Only lines that contain the word "shapes" belong in the answer; copy them from the records below.

((

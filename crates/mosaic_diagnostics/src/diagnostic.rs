//! Structured diagnostic messages with severity, codes and subjects.

use crate::code::DiagnosticCode;
use crate::severity::Severity;
use serde::{Deserialize, Serialize};
use std::fmt;

/// A structured diagnostic message.
///
/// There is no source text in this domain, so instead of spans a diagnostic
/// carries an optional *subject*: the name of the offending entity (a task
/// node, a routing vertex path, a grid location). Notes add free-form
/// context lines.
#[derive(Clone, Debug, Serialize, Deserialize)]
pub struct Diagnostic {
    /// The severity level of this diagnostic.
    pub severity: Severity,
    /// The unique code identifying the kind of diagnostic.
    pub code: DiagnosticCode,
    /// The main diagnostic message.
    pub message: String,
    /// The name of the entity the diagnostic is about, if any.
    pub subject: Option<String>,
    /// Explanatory footnotes.
    pub notes: Vec<String>,
}

impl Diagnostic {
    /// Creates a new error diagnostic with the given code and message.
    pub fn error(code: DiagnosticCode, message: impl Into<String>) -> Self {
        Self {
            severity: Severity::Error,
            code,
            message: message.into(),
            subject: None,
            notes: Vec::new(),
        }
    }

    /// Creates a new warning diagnostic with the given code and message.
    pub fn warning(code: DiagnosticCode, message: impl Into<String>) -> Self {
        Self {
            severity: Severity::Warning,
            code,
            message: message.into(),
            subject: None,
            notes: Vec::new(),
        }
    }

    /// Creates a new note diagnostic with the given code and message.
    pub fn note(code: DiagnosticCode, message: impl Into<String>) -> Self {
        Self {
            severity: Severity::Note,
            code,
            message: message.into(),
            subject: None,
            notes: Vec::new(),
        }
    }

    /// Sets the subject entity of this diagnostic.
    pub fn with_subject(mut self, subject: impl Into<String>) -> Self {
        self.subject = Some(subject.into());
        self
    }

    /// Adds a note to this diagnostic.
    pub fn with_note(mut self, note: impl Into<String>) -> Self {
        self.notes.push(note.into());
        self
    }
}

impl fmt::Display for Diagnostic {
    fn fmt(&self, f: &mut fmt::Formatter<'_>) -> fmt::Result {
        write!(f, "{}[{}]: {}", self.severity, self.code, self.message)?;
        if let Some(subject) = &self.subject {
            write!(f, " ({subject})")?;
        }
        Ok(())
    }
}
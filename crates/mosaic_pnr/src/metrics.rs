//! Well-known metadata keys for mapping metrics.
//!
//! `place` and `route` record their timings, structure sizes and outcomes
//! in the map metadata under these keys. Times are seconds as `f64`, sizes
//! are approximate heap bytes.

use std::time::Duration;

/// Seconds spent building the placement structures.
pub const PLACEMENT_STRUCT_TIME: &str = "placement_struct_time";
/// Approximate bytes held by the placement structures.
pub const PLACEMENT_STRUCT_BYTES: &str = "placement_struct_bytes";
/// Seconds spent seating and annealing.
pub const PLACEMENT_TIME: &str = "placement_time";
/// Approximate bytes held by the placement state after annealing.
pub const PLACEMENT_BYTES: &str = "placement_bytes";
/// Final total map cost.
pub const PLACEMENT_OBJECTIVE: &str = "placement_objective";
/// Seconds spent building the routing structures.
pub const ROUTING_STRUCT_TIME: &str = "routing_struct_time";
/// Approximate bytes held by the routing structures.
pub const ROUTING_STRUCT_BYTES: &str = "routing_struct_bytes";
/// Seconds spent in the Pathfinder loop.
pub const ROUTING_TIME: &str = "routing_time";
/// Approximate bytes held by the routing state after routing.
pub const ROUTING_BYTES: &str = "routing_bytes";
/// Whether the final occupancy check passed: no vertex over capacity.
pub const ROUTING_PASSED: &str = "routing_passed";
/// Whether any structured routing failure occurred (connectivity or
/// congestion).
pub const ROUTING_ERROR: &str = "routing_error";
/// Number of top-level (inter-tile) link vertices in the routing graph.
pub const ROUTING_GLOBAL_LINKS: &str = "routing_global_links";

/// Renders a duration as fractional seconds for metadata.
pub(crate) fn secs(duration: Duration) -> f64 {
    duration.as_secs_f64()
}
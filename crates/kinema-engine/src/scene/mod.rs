//! Scene collaborator of the renderer.
//!
//! Responsibilities:
//! - own the ordered element collection and groups (`Scene`)
//! - define the element contract the render loop relies on (`Element`)
//! - record renderer-agnostic draw commands each frame (`DrawList`)
//! - keep shape-specific code isolated per shape file under `scene::shapes`

mod cmd;
mod element;
mod graph;
mod list;

pub mod shapes;

pub use cmd::DrawCmd;
pub use element::{Element, ElementId, Group, GroupId, Target, Targets};
pub use graph::{Scene, SceneEvent};
pub use list::DrawList;
/// Linear premultiplied RGBA color.
///
/// Invariant:
/// - `rgb` components are expected to be multiplied by `a` (premultiplied alpha).
///
/// Blending two premultiplied colors channel-wise gives fringe-free fades, which is
/// what colour transitions rely on.
#[derive(Debug, Copy, Clone, Default, PartialEq)]
pub struct Color {
    pub r: f32, // premultiplied
    pub g: f32, // premultiplied
    pub b: f32, // premultiplied
    pub a: f32,
}

impl Color {
    #[inline]
    pub const fn transparent() -> Self {
        Self { r: 0.0, g: 0.0, b: 0.0, a: 0.0 }
    }

    /// Creates a premultiplied color from straight sRGB bytes (`0`–`255`).
    #[inline]
    pub fn from_srgb_u8(r: u8, g: u8, b: u8, a: u8) -> Self {
        Self::from_straight(r as f32 / 255.0, g as f32 / 255.0, b as f32 / 255.0, a as f32 / 255.0)
    }

    /// Parses `#rgb`, `#rrggbb` or `#rrggbbaa` (leading `#` optional).
    pub fn from_hex(hex: &str) -> Option<Self> {
        let hex = hex.strip_prefix('#').unwrap_or(hex);
        if !hex.is_ascii() {
            return None;
        }

        let byte = |i: usize| u8::from_str_radix(&hex[i..i + 2], 16).ok();
        let nibble = |i: usize| u8::from_str_radix(&hex[i..i + 1], 16).ok().map(|v| v * 17);

        match hex.len() {
            3 => Some(Self::from_srgb_u8(nibble(0)?, nibble(1)?, nibble(2)?, 255)),
            6 => Some(Self::from_srgb_u8(byte(0)?, byte(2)?, byte(4)?, 255)),
            8 => Some(Self::from_srgb_u8(byte(0)?, byte(2)?, byte(4)?, byte(6)?)),
            _ => None,
        }
    }

    /// Creates a premultiplied color from premultiplied components.
    #[inline]
    pub const fn from_premul(r: f32, g: f32, b: f32, a: f32) -> Self {
        Self { r, g, b, a }
    }

    /// Creates a premultiplied color from straight alpha components.
    #[inline]
    pub fn from_straight(r: f32, g: f32, b: f32, a: f32) -> Self {
        let a = a.clamp(0.0, 1.0);
        Self {
            r: (r.clamp(0.0, 1.0)) * a,
            g: (g.clamp(0.0, 1.0)) * a,
            b: (b.clamp(0.0, 1.0)) * a,
            a,
        }
    }

    /// Returns a straight-alpha representation.
    ///
    /// For `a == 0`, RGB is returned as 0.
    #[inline]
    pub fn to_straight(self) -> (f32, f32, f32, f32) {
        if self.a <= 0.0 {
            (0.0, 0.0, 0.0, 0.0)
        } else {
            let inv = 1.0 / self.a;
            (self.r * inv, self.g * inv, self.b * inv, self.a)
        }
    }

    #[inline]
    pub fn is_finite(self) -> bool {
        self.r.is_finite() && self.g.is_finite() && self.b.is_finite() && self.a.is_finite()
    }

    /// Channel-wise blend towards `to`.
    #[inline]
    pub fn lerp(self, to: Color, t: f32) -> Color {
        Color {
            r: self.r + (to.r - self.r) * t,
            g: self.g + (to.g - self.g) * t,
            b: self.b + (to.b - self.b) * t,
            a: self.a + (to.a - self.a) * t,
        }
    }
}
use std::fmt;
use std::rc::Rc;
use std::time::Duration;

use crate::animation::{Direction, Ease, ElementState};
use crate::scene::Element;

/// Invoked with the element once its transition completes.
///
/// Errors are logged and reported through the batch's `BatchReport`; they do not
/// stop the loop or hold the batch back.
pub type CompletionCallback = Rc<dyn Fn(&mut dyn Element) -> anyhow::Result<()>>;

/// Parameters of one element's transition.
#[derive(Clone, Default)]
pub struct TransitionOptions {
    pub duration: Duration,
    /// Offset added to the request time before progress starts counting.
    pub delay: Duration,
    pub ease: Ease,
    /// Restart instead of completing. Looped transitions only end by eviction or stop.
    pub looped: bool,
    pub direction: Direction,
    /// Target property values.
    pub state: ElementState,
    pub callback: Option<CompletionCallback>,
}

impl TransitionOptions {
    /// Zero-duration, linear, forward transition towards `state`.
    pub fn new(state: ElementState) -> Self {
        Self {
            state,
            ..Self::default()
        }
    }

    pub fn duration(mut self, duration: Duration) -> Self {
        self.duration = duration;
        self
    }

    pub fn delay(mut self, delay: Duration) -> Self {
        self.delay = delay;
        self
    }

    pub fn ease(mut self, ease: Ease) -> Self {
        self.ease = ease;
        self
    }

    pub fn looped(mut self, looped: bool) -> Self {
        self.looped = looped;
        self
    }

    pub fn direction(mut self, direction: Direction) -> Self {
        self.direction = direction;
        self
    }

    pub fn on_complete<F>(mut self, callback: F) -> Self
    where
        F: Fn(&mut dyn Element) -> anyhow::Result<()> + 'static,
    {
        self.callback = Some(Rc::new(callback));
        self
    }
}

impl fmt::Debug for TransitionOptions {
    fn fmt(&self, f: &mut fmt::Formatter<'_>) -> fmt::Result {
        f.debug_struct("TransitionOptions")
            .field("duration", &self.duration)
            .field("delay", &self.delay)
            .field("ease", &self.ease)
            .field("looped", &self.looped)
            .field("direction", &self.direction)
            .field("state", &self.state)
            .field("callback", &self.callback.is_some())
            .finish()
    }
}

type OptionsFactory = dyn Fn(&dyn Element, usize, usize) -> TransitionOptions;

/// Options for a whole batch: one value for every element, or one computed per element.
pub enum OptionsSource {
    Fixed(TransitionOptions),
    /// Called with the element, its index in the resolved batch, and the batch size.
    PerElement(Box<OptionsFactory>),
}

impl OptionsSource {
    pub fn per_element<F>(factory: F) -> Self
    where
        F: Fn(&dyn Element, usize, usize) -> TransitionOptions + 'static,
    {
        OptionsSource::PerElement(Box::new(factory))
    }

    pub(crate) fn resolve(
        &self,
        element: &dyn Element,
        index: usize,
        total: usize,
    ) -> TransitionOptions {
        match self {
            OptionsSource::Fixed(options) => options.clone(),
            OptionsSource::PerElement(factory) => factory(element, index, total),
        }
    }
}

impl From<TransitionOptions> for OptionsSource {
    fn from(options: TransitionOptions) -> Self {
        OptionsSource::Fixed(options)
    }
}

impl fmt::Debug for OptionsSource {
    fn fmt(&self, f: &mut fmt::Formatter<'_>) -> fmt::Result {
        match self {
            OptionsSource::Fixed(options) => f.debug_tuple("Fixed").field(options).finish(),
            OptionsSource::PerElement(_) => f.write_str("PerElement(..)"),
        }
    }
}

#[cfg(test)]
mod tests {
    use super::*;
    use crate::animation::Property;
    use crate::coords::Rect;
    use crate::scene::shapes::RectShape;

    #[test]
    fn builder_defaults() {
        let options = TransitionOptions::new(ElementState::new().with(Property::X, 10.0));
        assert_eq!(options.duration, Duration::ZERO);
        assert_eq!(options.delay, Duration::ZERO);
        assert!(!options.looped);
        assert_eq!(options.direction, Direction::Forward);
        assert!(options.callback.is_none());
        assert_eq!(options.state.number(Property::X), Some(10.0));
    }

    #[test]
    fn per_element_sees_index_and_total() {
        let source = OptionsSource::per_element(|_, index, total| {
            TransitionOptions::default().duration(Duration::from_millis((index * 100 + total) as u64))
        });
        let shape = RectShape::new(Rect::new(0.0, 0.0, 1.0, 1.0));

        assert_eq!(source.resolve(&shape, 0, 3).duration, Duration::from_millis(3));
        assert_eq!(source.resolve(&shape, 2, 3).duration, Duration::from_millis(203));
    }
}
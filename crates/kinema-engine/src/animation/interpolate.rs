use std::fmt;

use crate::coords::Vec2;
use crate::paint::Color;

use super::state::{ElementState, Value};

/// Types that can be blended between two values.
///
/// `t = 0` yields `self`, `t = 1` yields `to`.
pub trait Lerp {
    fn lerp(&self, to: &Self, t: f32) -> Self;
}

impl Lerp for f32 {
    #[inline]
    fn lerp(&self, to: &Self, t: f32) -> Self {
        self + (to - self) * t
    }
}

impl Lerp for Vec2 {
    #[inline]
    fn lerp(&self, to: &Self, t: f32) -> Self {
        Vec2::lerp(*self, *to, t)
    }
}

impl Lerp for Color {
    #[inline]
    fn lerp(&self, to: &Self, t: f32) -> Self {
        Color::lerp(*self, *to, t)
    }
}

impl Lerp for Value {
    /// Blends matching kinds; everything else switches to `to` once `t` reaches 1.
    fn lerp(&self, to: &Self, t: f32) -> Self {
        match (self, to) {
            (Value::Number(a), Value::Number(b)) => Value::Number(Lerp::lerp(a, b, t)),
            (Value::Color(a), Value::Color(b)) => Value::Color(Lerp::lerp(a, b, t)),
            (Value::Point(a), Value::Point(b)) => Value::Point(Lerp::lerp(a, b, t)),
            (Value::Points(a), Value::Points(b)) if !a.is_empty() && !b.is_empty() && t < 1.0 => {
                Value::Points(lerp_points(a, b, t))
            }
            // Extra source segments converge on the target's last segment before the
            // list takes the target's length at t = 1.
            (Value::Dash(a), Value::Dash(b)) if t < 1.0 => Value::Dash(
                a.iter()
                    .enumerate()
                    .map(|(i, from)| b.get(i).or(b.last()).map_or(*from, |to| Lerp::lerp(from, to, t)))
                    .collect(),
            ),
            _ if t >= 1.0 => to.clone(),
            _ => self.clone(),
        }
    }
}

/// Pairs points by index, padding the shorter list with its last point.
fn lerp_points(a: &[Vec2], b: &[Vec2], t: f32) -> Vec<Vec2> {
    let len = a.len().max(b.len());
    let pick = |list: &[Vec2], i: usize| list.get(i).or(list.last()).copied().unwrap_or_default();

    (0..len).map(|i| pick(a, i).lerp(pick(b, i), t)).collect()
}

/// Computes an element's intermediate state for a normalized, eased progress.
///
/// Produced once per transition. Calls with equal progress must yield equal
/// states; the render loop may evaluate the same progress more than once.
pub struct Interpolator {
    f: Box<dyn Fn(f32) -> ElementState>,
}

impl Interpolator {
    pub fn new<F>(f: F) -> Self
    where
        F: Fn(f32) -> ElementState + 'static,
    {
        Self { f: Box::new(f) }
    }

    /// Blends every property listed in `to` starting from its value in `from`.
    ///
    /// Properties missing from `from` jump straight to their target.
    pub fn between(from: &ElementState, to: &ElementState) -> Self {
        let pairs: Vec<_> = to
            .iter()
            .map(|(property, target)| (property, from.get(property).cloned(), target.clone()))
            .collect();

        Self::new(move |t| {
            pairs
                .iter()
                .map(|(property, from, to)| {
                    let value = match from {
                        Some(from) => from.lerp(to, t),
                        None => to.clone(),
                    };
                    (*property, value)
                })
                .collect()
        })
    }

    #[inline]
    pub fn at(&self, t: f32) -> ElementState {
        (self.f)(t)
    }
}

impl fmt::Debug for Interpolator {
    fn fmt(&self, f: &mut fmt::Formatter<'_>) -> fmt::Result {
        f.debug_struct("Interpolator").finish_non_exhaustive()
    }
}

#[cfg(test)]
mod tests {
    use super::*;
    use crate::animation::Property;

    #[test]
    fn between_blends_numbers_and_colors() {
        let from = ElementState::new()
            .with(Property::X, 0.0)
            .with(Property::Fill, Color::from_premul(0.0, 0.0, 0.0, 1.0));
        let to = ElementState::new()
            .with(Property::X, 100.0)
            .with(Property::Fill, Color::from_premul(1.0, 1.0, 1.0, 1.0));

        let mid = Interpolator::between(&from, &to).at(0.25);
        assert_eq!(mid.number(Property::X), Some(25.0));
        assert_eq!(mid.color(Property::Fill), Some(Color::from_premul(0.25, 0.25, 0.25, 1.0)));
    }

    #[test]
    fn between_only_touches_target_properties() {
        let from = ElementState::new().with(Property::X, 0.0).with(Property::Y, 7.0);
        let to = ElementState::new().with(Property::X, 10.0);

        let state = Interpolator::between(&from, &to).at(0.5);
        assert_eq!(state.len(), 1);
        assert!(!state.contains(Property::Y));
    }

    #[test]
    fn missing_source_snaps_to_target() {
        let to = ElementState::new().with(Property::Radius, 9.0);
        let state = Interpolator::between(&ElementState::new(), &to).at(0.1);
        assert_eq!(state.number(Property::Radius), Some(9.0));
    }

    #[test]
    fn same_progress_same_state() {
        let from = ElementState::new().with(Property::X, 3.0);
        let to = ElementState::new().with(Property::X, 11.0);
        let interp = Interpolator::between(&from, &to);
        assert_eq!(interp.at(0.4), interp.at(0.4));
    }

    #[test]
    fn points_pad_shorter_list_and_land_exactly() {
        let a = Value::Points(vec![Vec2::new(0.0, 0.0)]);
        let b = Value::Points(vec![Vec2::new(10.0, 0.0), Vec2::new(20.0, 10.0)]);

        assert_eq!(
            a.lerp(&b, 0.5),
            Value::Points(vec![Vec2::new(5.0, 0.0), Vec2::new(10.0, 5.0)])
        );
        assert_eq!(a.lerp(&b, 1.0), b);
    }

    #[test]
    fn extra_dash_segments_converge_on_last_target_segment() {
        let a = Value::Dash(vec![4.0, 8.0]);
        let b = Value::Dash(vec![8.0]);
        assert_eq!(a.lerp(&b, 0.5), Value::Dash(vec![6.0, 8.0]));
        assert_eq!(a.lerp(&b, 1.0), b);

        let a = Value::Dash(vec![4.0, 8.0, 12.0]);
        let b = Value::Dash(vec![2.0]);
        assert_eq!(a.lerp(&b, 0.5), Value::Dash(vec![3.0, 5.0, 7.0]));
        let Value::Dash(almost) = a.lerp(&b, 0.999) else {
            panic!("dash expected");
        };
        assert!(almost.iter().all(|d| (d - 2.0).abs() < 0.02));
        assert_eq!(a.lerp(&b, 1.0), b);
    }

    #[test]
    fn mismatched_kinds_switch_at_end() {
        let a = Value::Number(1.0);
        let b = Value::Point(Vec2::new(1.0, 1.0));
        assert_eq!(a.lerp(&b, 0.99), a);
        assert_eq!(a.lerp(&b, 1.0), b);
    }
}
//! winit host.
//!
//! Owns the event loop and window, delivers the renderer's frame requests as
//! redraws, and forwards pointer enter/leave to the scene.

mod app;
mod pacer;
mod runtime;

pub use app::{App, AppControl, FrameCtx};
pub use runtime::{Runtime, RuntimeConfig};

))

▸ **EXERCISE SOLUTION**:
//! - keep shape-specific code isolated per shape file under `scene::shapes`
pub mod shapes;
    use crate::scene::shapes::RectShape;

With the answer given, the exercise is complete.